Le Conseil s’est ensuite penché sur la deuxième question. Il a d’abord cherché à déterminer si les enseignants avaient fait preuve de harcèlement, c’est-à-dire s’ils avaient fait des remarques ou des gestes vexatoires, dont ils savaient ou auraient raisonnablement dû savoir qu’ils étaient importuns. En l’occurrence, les enseignants avaient insisté pour que les plaignantes suivent un parcours scolaire différent du parcours habituel d’un an. Ils avaient organisé des rencontres et refusaient qu’elles s’inscrivent à temps plein. Même s’ils avaient les meilleures intentions du monde, ils n’ont pas tenu compte des volontés des plaignantes. Néanmoins, le Conseil n’a pas conclu que les enseignants s’étaient livrés à du harcèlement, car ils croyaient agir conformément aux directives de l’administration du Collège. Ensuite, le Conseil a cherché à savoir si le Collège pouvait être tenu pour responsable du harcèlement. Il a constaté que l’administration du Collège n’avait pas de procédure formelle pour gérer les plaintes pour atteinte aux droits de la personne.

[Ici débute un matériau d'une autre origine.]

//! "Start New Discussion" form on the community forum.
//!
//! Rides the same `Closed <-> Open` machine as the comment box. Hiding the
//! form keeps whatever was typed; only a successful post clears it.

use serde::{Deserialize, Serialize};

use super::{DraftError, DraftStatus};
use crate::domain::foundation::StateMachine;

/// A forum post ready to be published.
#[derive(Debug, Clone, PartialEq, Eq, Serialize, Deserialize)]
pub struct ForumPost {
    pub title: String,
    pub content: String,
}

/// Transient state of the new-discussion form.
#[derive(Debug, Clone, Default, PartialEq, Eq, Serialize, Deserialize)]
pub struct NewPostDraft {
    status: DraftStatus,
    title: String,
    content: String,
}

impl NewPostDraft {
    pub fn new() -> Self {
        Self::default()
    }

    pub fn status(&self) -> DraftStatus {
        self.status
    }

    pub fn is_open(&self) -> bool {
        self.status == DraftStatus::Open
    }

    pub fn title(&self) -> &str {
        &self.title
    }

    pub fn content(&self) -> &str {
        &self.content
    }

    /// The "Start New Discussion" button: shows the form if hidden and
    /// hides it if showing.
    pub fn toggle(&mut self) {
        self.status = match self.status {
            DraftStatus::Closed => DraftStatus::Open,
            DraftStatus::Open => DraftStatus::Closed,
        };
    }

    /// Shows the form.
    ///
    /// # Errors
    ///
    /// - `InvalidTransition` if already open
    pub fn open(&mut self) -> Result<(), DraftError> {
        self.status = self.status.transition_to(DraftStatus::Open)?;
        Ok(())
    }

    /// Hides the form. Typed fields are kept.
    ///
    /// # Errors
    ///
    /// - `InvalidTransition` if already closed
    pub fn cancel(&mut self) -> Result<(), DraftError> {
        self.status = self.status.transition_to(DraftStatus::Closed)?;
        Ok(())
    }

    /// # Errors
    ///
    /// - `NotOpen` if the form is hidden
    pub fn set_title(&mut self, title: impl Into<String>) -> Result<(), DraftError> {
        if !self.is_open() {
            return Err(DraftError::NotOpen);
        }
        self.title = title.into();
        Ok(())
    }

    /// # Errors
    ///
    /// - `NotOpen` if the form is hidden
    pub fn set_content(&mut self, content: impl Into<String>) -> Result<(), DraftError> {
        if !self.is_open() {
            return Err(DraftError::NotOpen);
        }
        self.content = content.into();
        Ok(())
    }

    /// Whether the Post button does anything.
    pub fn can_submit(&self) -> bool {
        self.is_open() && !self.title.trim().is_empty() && !self.content.trim().is_empty()
    }

    /// Produces the post, clears both fields and hides the form.
    ///
    /// # Errors
    ///
    /// - `NotOpen` if the form is hidden
    /// - `EmptyField("title")` or `EmptyField("content")` if blank; the
    ///   form stays open with its text
    pub fn submit(&mut self) -> Result<ForumPost, DraftError> {
        if !self.is_open() {
            return Err(DraftError::NotOpen);
        }
        if self.title.trim().is_empty() {
            return Err(DraftError::EmptyField("title"));
        }
        if self.content.trim().is_empty() {
            return Err(DraftError::EmptyField("content"));
        }

        self.status = self.status.transition_to(DraftStatus::Closed)?;
        let title = std::mem::take(&mut self.title);
        let content = std::mem::take(&mut self.content);
        Ok(ForumPost {
            title: title.trim().to_string(),
            content: content.trim().to_string(),
        })
    }
}
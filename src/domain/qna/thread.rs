//! Question thread aggregate.
//!
//! A thread is a question plus the answers it owns. It is the only place
//! the accepted-answer invariant is enforced, and it keeps the question's
//! `has_accepted_answer` flag in step with the answers.

use serde::{Deserialize, Serialize};

use super::acceptance::{accept_in, accepted_in, withdraw_in};
use super::{AcceptanceCapability, AcceptanceChange, Answer, QnaError, Question};
use crate::domain::foundation::{AnswerId, QuestionId};
use crate::domain::voting::{Votable, VotableItem};

/// A question together with its answers.
///
/// # Invariants
///
/// - every answer's `question_id` equals the question's id
/// - at most one answer is accepted
/// - `question.has_accepted_answer()` iff an answer is accepted
#[derive(Debug, Clone, PartialEq, Eq, Serialize, Deserialize)]
pub struct QuestionThread {
    question: Question,
    answers: Vec<Answer>,
}

impl QuestionThread {
    /// A thread with no answers yet.
    pub fn new(mut question: Question) -> Self {
        question.set_has_accepted_answer(false);
        Self {
            question,
            answers: Vec::new(),
        }
    }

    /// Assembles a thread from stored records, checking the invariants.
    ///
    /// The question's accepted flag is re-derived from the answers, and its
    /// answer count is raised to at least the number of loaded answers.
    ///
    /// # Errors
    ///
    /// - `Conflict` if more than one answer is accepted
    /// - `ValidationFailed` if an answer belongs to another question
    pub fn from_parts(mut question: Question, answers: Vec<Answer>) -> Result<Self, QnaError> {
        if let Some(stray) = answers.iter().find(|a| a.question_id() != question.id()) {
            return Err(QnaError::validation(
                "answers",
                format!("answer {} belongs to question {}", stray.id(), stray.question_id()),
            ));
        }

        let accepted = answers.iter().filter(|a| a.is_accepted()).count();
        if accepted > 1 {
            return Err(QnaError::conflict(format!(
                "question {} has {} accepted answers",
                question.id(),
                accepted
            )));
        }

        question.set_has_accepted_answer(accepted == 1);
        let loaded = answers.len() as u32;
        if question.answer_count() < loaded {
            question.set_answer_count(loaded);
        }
        Ok(Self { question, answers })
    }

    pub fn id(&self) -> &QuestionId {
        self.question.id()
    }

    pub fn question(&self) -> &Question {
        &self.question
    }

    /// Mutable access for question-level reducers (follow, bookmark, vote).
    pub fn question_mut(&mut self) -> &mut Question {
        &mut self.question
    }

    pub fn answers(&self) -> &[Answer] {
        &self.answers
    }

    pub fn answer(&self, answer_id: &AnswerId) -> Option<&Answer> {
        self.answers.iter().find(|a| a.id() == answer_id)
    }

    /// Mutable access to one answer.
    ///
    /// # Errors
    ///
    /// - `AnswerNotFound` if the answer is not in this thread
    pub fn answer_mut(&mut self, answer_id: &AnswerId) -> Result<&mut Answer, QnaError> {
        self.answers
            .iter_mut()
            .find(|a| a.id() == answer_id)
            .ok_or_else(|| QnaError::answer_not_found(*answer_id))
    }

    pub fn contains_answer(&self, answer_id: &AnswerId) -> bool {
        self.answer(answer_id).is_some()
    }

    pub fn accepted_answer(&self) -> Option<&Answer> {
        self.answers.iter().find(|a| a.is_accepted())
    }

    /// Resolves a votable reference to the record in this thread.
    ///
    /// # Errors
    ///
    /// - `QuestionNotFound` / `AnswerNotFound` if the item is not in this thread
    pub fn votable_mut(&mut self, item: VotableItem) -> Result<&mut dyn Votable, QnaError> {
        match item {
            VotableItem::Question(id) if &id == self.question.id() => Ok(&mut self.question),
            VotableItem::Question(id) => Err(QnaError::question_not_found(id)),
            VotableItem::Answer(id) => Ok(self.answer_mut(&id)?),
        }
    }

    /// Adds a posted answer to the thread.
    ///
    /// # Errors
    ///
    /// - `ValidationFailed` if the answer belongs to another question
    /// - `Conflict` if the answer id is already present
    #[cfg(test)]
    pub(crate) fn add_answer(&mut self, mut answer: Answer) -> Result<(), QnaError> {
        if answer.question_id() != self.question.id() {
            return Err(QnaError::validation(
                "question_id",
                "answer belongs to a different question",
            ));
        }
        if self.contains_answer(answer.id()) {
            return Err(QnaError::conflict(format!("answer {} already posted", answer.id())));
        }

        answer.set_accepted(false);
        self.answers.push(answer);
        let count = self.question.answer_count().saturating_add(1);
        self.question.set_answer_count(count);
        Ok(())
    }

    /// Marks an answer as the accepted solution.
    ///
    /// # Errors
    ///
    /// - `Forbidden` if the capability does not allow accepting
    /// - `AnswerNotFound` if the answer is not in this thread
    pub fn accept_answer(
        &mut self,
        answer_id: AnswerId,
        capability: AcceptanceCapability,
    ) -> Result<AcceptanceChange, QnaError> {
        if !capability.can_accept {
            return Err(QnaError::forbidden("only the asker can accept an answer"));
        }

        let change = accept_in(&mut self.answers, answer_id)?;
        self.sync_accepted_flag();
        Ok(change)
    }

    /// Withdraws acceptance from an answer.
    ///
    /// Returns false when the answer was not accepted.
    ///
    /// # Errors
    ///
    /// - `Forbidden` if the capability does not allow withdrawing
    /// - `AnswerNotFound` if the answer is not in this thread
    pub fn withdraw_acceptance(
        &mut self,
        answer_id: AnswerId,
        capability: AcceptanceCapability,
    ) -> Result<bool, QnaError> {
        if !capability.can_unaccept {
            return Err(QnaError::forbidden("withdrawing an accepted answer is not allowed"));
        }

        let changed = withdraw_in(&mut self.answers, answer_id)?;
        self.sync_accepted_flag();
        Ok(changed)
    }

    fn sync_accepted_flag(&mut self) {
        let accepted = accepted_in(&self.answers).is_some();
        self.question.set_has_accepted_answer(accepted);
    }
}
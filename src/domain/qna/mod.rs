//! Q&A domain module.
//!
//! Questions, answers, and the thread aggregate that owns the
//! single-accepted-answer rule.
//!
//! # Events
//!
//! - `VoteCast` - The user's vote on a question or answer changed
//! - `FollowToggled` - The user followed or unfollowed a question
//! - `AnswerAccepted` - An answer became the accepted solution
//! - `AcceptanceWithdrawn` - The asker withdrew acceptance
//! - `CommentSubmitted` - A comment was added to an answer
//! - `QuestionAsked` - A new question was posted
//! - `DiscussionStarted` - A new forum discussion was posted

mod acceptance;
mod answer;
mod author;
mod errors;
mod events;
mod question;
mod thread;

pub use acceptance::{accept_in, accepted_in, withdraw_in, AcceptanceCapability, AcceptanceChange};
pub use answer::Answer;
pub use author::Author;
pub use errors::QnaError;
pub use events::{
    AcceptanceWithdrawn, AnswerAccepted, CommentSubmitted, DiscussionStarted, FollowToggled,
    QuestionAsked, VoteCast,
};
pub use question::{Privacy, Question, MAX_TAGS};
pub use thread::QuestionThread;
//! Member profile card with view/edit modes.

mod editor;

pub use editor::{EditMode, ProfileDetails, ProfileEditor};
//! CommunityBackend port - the authoritative store behind the board.
//!
//! Every user interaction that changes shared state (votes, follows,
//! acceptance, comments, new questions) is sent through this port. The
//! backend replies with the authoritative counter so the board can
//! reconcile its optimistic copy.

use async_trait::async_trait;

use crate::domain::drafts::QuestionSubmission;
use crate::domain::foundation::{AnswerId, ErrorCode, QuestionId, UserId};
use crate::domain::qna::{Author, Question};
use crate::domain::voting::{UserVote, VotableItem};

/// Port for the remote community service.
#[async_trait]
pub trait CommunityBackend: Send + Sync {
    /// Records the user's resulting vote (`None` clears it).
    ///
    /// Returns the authoritative net vote count.
    async fn submit_vote(&self, item: VotableItem, vote: UserVote) -> Result<i64, BackendError>;

    /// Follows or unfollows a question.
    ///
    /// Returns the authoritative follower count.
    async fn submit_follow(&self, question_id: QuestionId, follow: bool)
        -> Result<u32, BackendError>;

    /// Marks `answer_id` as the accepted answer of `question_id`.
    async fn submit_accepted_answer(
        &self,
        question_id: QuestionId,
        answer_id: AnswerId,
    ) -> Result<(), BackendError>;

    /// Clears the accepted answer of `question_id`.
    async fn withdraw_accepted_answer(
        &self,
        question_id: QuestionId,
        answer_id: AnswerId,
    ) -> Result<(), BackendError>;

    /// Posts a comment on an answer.
    ///
    /// Returns the authoritative comment count for the answer.
    async fn submit_comment(&self, answer_id: AnswerId, text: &str) -> Result<u32, BackendError>;

    /// Posts a new question and returns the stored record.
    async fn submit_new_question(
        &self,
        submission: QuestionSubmission,
        author_id: &UserId,
        author: &Author,
    ) -> Result<Question, BackendError>;
}

/// Community backend errors.
#[derive(Debug, Clone, PartialEq, Eq, thiserror::Error)]
pub enum BackendError {
    /// Connection failed or was reset.
    #[error("network error: {0}")]
    Network(String),

    /// Request timed out.
    #[error("request timed out after {timeout_secs}s")]
    Timeout {
        /// Configured timeout.
        timeout_secs: u64,
    },

    /// Caller is not allowed to perform the action.
    #[error("permission denied: {0}")]
    PermissionDenied(String),

    /// Backend rejected the payload.
    #[error("rejected: {0}")]
    Validation(String),

    /// Request conflicts with current backend state.
    #[error("conflict: {0}")]
    Conflict(String),

    /// Target record does not exist on the backend.
    #[error("not found: {0}")]
    NotFound(String),

    /// Rate limited by the backend.
    #[error("rate limited: retry after {retry_after_secs}s")]
    RateLimited {
        /// Seconds until retry is allowed.
        retry_after_secs: u32,
    },

    /// Backend is down or returned a server error.
    #[error("backend unavailable: {0}")]
    Unavailable(String),

    /// Failed to parse the backend response.
    #[error("parse error: {0}")]
    Parse(String),
}

impl BackendError {
    pub fn network(message: impl Into<String>) -> Self {
        Self::Network(message.into())
    }

    pub fn timeout(timeout_secs: u64) -> Self {
        Self::Timeout { timeout_secs }
    }

    pub fn permission_denied(message: impl Into<String>) -> Self {
        Self::PermissionDenied(message.into())
    }

    pub fn validation(message: impl Into<String>) -> Self {
        Self::Validation(message.into())
    }

    pub fn conflict(message: impl Into<String>) -> Self {
        Self::Conflict(message.into())
    }

    pub fn not_found(message: impl Into<String>) -> Self {
        Self::NotFound(message.into())
    }

    pub fn rate_limited(retry_after_secs: u32) -> Self {
        Self::RateLimited { retry_after_secs }
    }

    pub fn unavailable(message: impl Into<String>) -> Self {
        Self::Unavailable(message.into())
    }

    pub fn parse(message: impl Into<String>) -> Self {
        Self::Parse(message.into())
    }

    /// Returns true if this error is retryable.
    pub fn is_retryable(&self) -> bool {
        matches!(
            self,
            BackendError::Network(_)
                | BackendError::Timeout { .. }
                | BackendError::RateLimited { .. }
                | BackendError::Unavailable(_)
        )
    }

    /// Maps to the shared error vocabulary.
    pub fn code(&self) -> ErrorCode {
        match self {
            BackendError::PermissionDenied(_) => ErrorCode::Forbidden,
            BackendError::Validation(_) => ErrorCode::ValidationFailed,
            BackendError::Conflict(_) => ErrorCode::AcceptanceConflict,
            BackendError::NotFound(_) => ErrorCode::QuestionNotFound,
            BackendError::RateLimited { .. } => ErrorCode::RateLimited,
            BackendError::Network(_)
            | BackendError::Timeout { .. }
            | BackendError::Unavailable(_) => ErrorCode::BackendUnavailable,
            BackendError::Parse(_) => ErrorCode::InternalError,
        }
    }
}
//! Application layer - Commands, Queries, and Handlers.
//!
//! This layer orchestrates domain operations and coordinates between ports.
//! Command handlers apply changes optimistically and reconcile with the
//! community backend; query handlers only read the board.

pub mod handlers;

pub use handlers::{
    AcceptAnswerCommand, AcceptAnswerHandler, AcceptAnswerResult, AskQuestionCommand,
    AskQuestionHandler, AskQuestionResult, BrowseArticlesHandler, BrowseArticlesQuery,
    CastVoteCommand, CastVoteHandler, CastVoteResult, GetThreadHandler, GetThreadQuery,
    ListQuestionsHandler, ListQuestionsQuery, StartDiscussionHandler, StartDiscussionResult,
    SubmitCommentHandler, SubmitCommentResult,
    ToggleBookmarkCommand, ToggleBookmarkHandler, ToggleFollowCommand, ToggleFollowHandler,
    ToggleFollowResult, WithdrawAcceptanceCommand, WithdrawAcceptanceHandler,
};
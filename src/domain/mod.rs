//! Domain layer containing business logic and domain types.
//!
//! # Module Organization
//!
//! - `foundation` - Shared domain primitives (IDs, timestamps, errors, events)
//! - `voting` - Vote direction and the displayed tally
//! - `qna` - Questions, answers, and the single-accepted-answer rule
//! - `drafts` - Comment box and ask-question form state
//! - `profile` - Member profile card with view/edit modes
//! - `catalog` - Knowledge-hub articles, categories, and search filters

pub mod catalog;
pub mod drafts;
pub mod foundation;
pub mod profile;
pub mod qna;
pub mod voting;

Même si la situation exigeait la mise en branle d’un processus de résolution des conflits entre les étudiantes et leurs enseignants, le doyen s’est abstenu d’intervenir. En ce sens, le Collège a manqué à son devoir autant envers les enseignants qu’envers les plaignantes. Aussi le Conseil a-t-il conclu que le Collège était responsable de ne pas avoir tenté de régler la question du harcèlement.
Pour conclure son analyse sur la deuxième question, le Conseil a rejeté les allégations des plaignantes selon lesquelles les intimés n’avaient pas respecté leurs besoins, car elles avaient négligé de communiquer et de collaborer avec le personnel pendant la dernière phase de préparation de leur plan d’enseignement.
Le Conseil a ordonné au Collège ce qui suit :
- verser à chaque plaignante 10 000 $ en dommages-intérêts pour atteinte à la dignité, aux sentiments et à l’estime de soi;
- verser 30 000 $ aux plaignantes pour leurs frais juridiques;
- établir une procédure de gestion des plaintes pour atteinte aux droits de la personne et offrir de la formation, de l’encadrement et de l’information à ses employés.